▶ _ASSIGNMENT_
Look through the data below and, wherever a line carries the word "when", please copy that line.

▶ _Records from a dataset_
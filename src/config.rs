// SPDX-License-Identifier: MIT
// Copyright 2026 Roland Dreier <roland@rolandd.dev>

//! Application configuration loaded from environment variables.
//!
//! Only the token secret is required. Without `DATABASE_URL` the server runs
//! on the in-memory store, and without the auth admin credentials role
//! changes are saved but not mirrored to the identity provider.

use std::env;

const DEFAULT_AUDIENCE: &str = "authenticated";
const DEFAULT_FRONTEND_URL: &str = "http://localhost:5173";
const DEFAULT_PORT: u16 = 8080;

/// Application configuration, loaded once at startup.
#[derive(Debug, Clone)]
pub struct Config {
    // --- Environment Variables (non-sensitive) ---
    /// Frontend origin allowed by CORS
    pub frontend_url: String,
    /// Server port
    pub port: u16,
    /// Expected `aud` claim of session tokens
    pub jwt_audience: String,
    /// Identity provider base URL (e.g. `https://xyz.supabase.co`)
    pub auth_url: Option<String>,

    // --- Secrets ---
    /// HS256 secret the identity provider signs session tokens with
    pub jwt_secret: Vec<u8>,
    /// Service-role key for the provider admin API
    pub service_role_key: Option<String>,
    /// PostgreSQL connection string
    pub database_url: Option<String>,
}

impl Config {
    /// Load configuration from environment variables (and `.env` if present).
    pub fn from_env() -> Result<Self, ConfigError> {
        dotenvy::dotenv().ok();

        let port = match optional_var("PORT") {
            Some(raw) => raw.parse().map_err(|_| ConfigError::Invalid("PORT", raw))?,
            None => DEFAULT_PORT,
        };

        Ok(Self {
            frontend_url: optional_var("FRONTEND_URL")
                .unwrap_or_else(|| DEFAULT_FRONTEND_URL.to_string()),
            port,
            jwt_audience: optional_var("AUTH_JWT_AUDIENCE")
                .unwrap_or_else(|| DEFAULT_AUDIENCE.to_string()),
            auth_url: optional_var("AUTH_URL"),
            jwt_secret: optional_var("AUTH_JWT_SECRET")
                .ok_or(ConfigError::Missing("AUTH_JWT_SECRET"))?
                .into_bytes(),
            service_role_key: optional_var("AUTH_SERVICE_ROLE_KEY"),
            database_url: optional_var("DATABASE_URL"),
        })
    }

    /// Default config for testing only.
    pub fn test_default() -> Self {
        Self {
            frontend_url: DEFAULT_FRONTEND_URL.to_string(),
            port: DEFAULT_PORT,
            jwt_audience: DEFAULT_AUDIENCE.to_string(),
            auth_url: None,
            jwt_secret: b"test_jwt_secret_32_bytes_minimum!!".to_vec(),
            service_role_key: None,
            database_url: None,
        }
    }

    /// Provider admin endpoint and key, when both are configured.
    pub fn identity_admin(&self) -> Option<(&str, &str)> {
        match (&self.auth_url, &self.service_role_key) {
            (Some(url), Some(key)) => Some((url.as_str(), key.as_str())),
            _ => None,
        }
    }
}

/// Trimmed value of a variable, treating empty as unset.
fn optional_var(name: &str) -> Option<String> {
    env::var(name)
        .ok()
        .map(|v| v.trim().to_string())
        .filter(|v| !v.is_empty())
}

/// Configuration errors
#[derive(Debug, thiserror::Error)]
pub enum ConfigError {
    #[error("Missing required environment variable: {0}")]
    Missing(&'static str),

    #[error("Invalid value for {0}: {1}")]
    Invalid(&'static str, String),
}
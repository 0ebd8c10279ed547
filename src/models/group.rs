// SPDX-License-Identifier: MIT
// Copyright 2026 Roland Dreier <roland@rolandd.dev>

//! Training groups and their program assignment.

use chrono::{DateTime, Utc};
use serde::Serialize;
#[cfg(feature = "binding-generation")]
use ts_rs::TS;

/// Program summary embedded in group responses.
#[derive(Debug, Clone, PartialEq, Serialize)]
#[cfg_attr(feature = "binding-generation", derive(TS))]
#[cfg_attr(
    feature = "binding-generation",
    ts(export, export_to = "web/src/lib/generated/")
)]
pub struct ProgramSummary {
    pub id: String,
    pub title: String,
}

/// Member summary embedded in group responses.
#[derive(Debug, Clone, PartialEq, Serialize)]
#[serde(rename_all = "camelCase")]
#[cfg_attr(feature = "binding-generation", derive(TS))]
#[cfg_attr(
    feature = "binding-generation",
    ts(export, export_to = "web/src/lib/generated/")
)]
pub struct MemberSummary {
    pub id: String,
    pub name: Option<String>,
    pub student_name: Option<String>,
    pub email: Option<String>,
}

/// Group with its program and members resolved.
#[derive(Debug, Clone, PartialEq, Serialize)]
#[serde(rename_all = "camelCase")]
#[cfg_attr(feature = "binding-generation", derive(TS))]
#[cfg_attr(
    feature = "binding-generation",
    ts(export, export_to = "web/src/lib/generated/")
)]
pub struct GroupDetail {
    pub id: String,
    pub name: String,
    pub description: Option<String>,
    pub program_id: Option<String>,
    pub program: Option<ProgramSummary>,
    pub members: Vec<MemberSummary>,
    #[cfg_attr(feature = "binding-generation", ts(type = "string"))]
    pub created_at: DateTime<Utc>,
    #[cfg_attr(feature = "binding-generation", ts(type = "string"))]
    pub updated_at: DateTime<Utc>,
}

/// Fields for a new group.
#[derive(Debug, Clone)]
pub struct NewGroup {
    pub name: String,
    pub description: Option<String>,
    pub program_id: Option<String>,
    pub member_ids: Vec<String>,
}

/// Partial group update. Outer `None` leaves a field untouched,
/// `Some(None)` clears a nullable one, and `member_ids` replaces the
/// whole membership when present.
#[derive(Debug, Clone, Default)]
pub struct GroupPatch {
    pub name: Option<String>,
    pub description: Option<Option<String>>,
    pub program_id: Option<Option<String>>,
    pub member_ids: Option<Vec<String>>,
}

▶ _RESPONSE TO THIS EXERCISE_
    /// Provider admin endpoint and key, when both are configured.
/// whole membership when present.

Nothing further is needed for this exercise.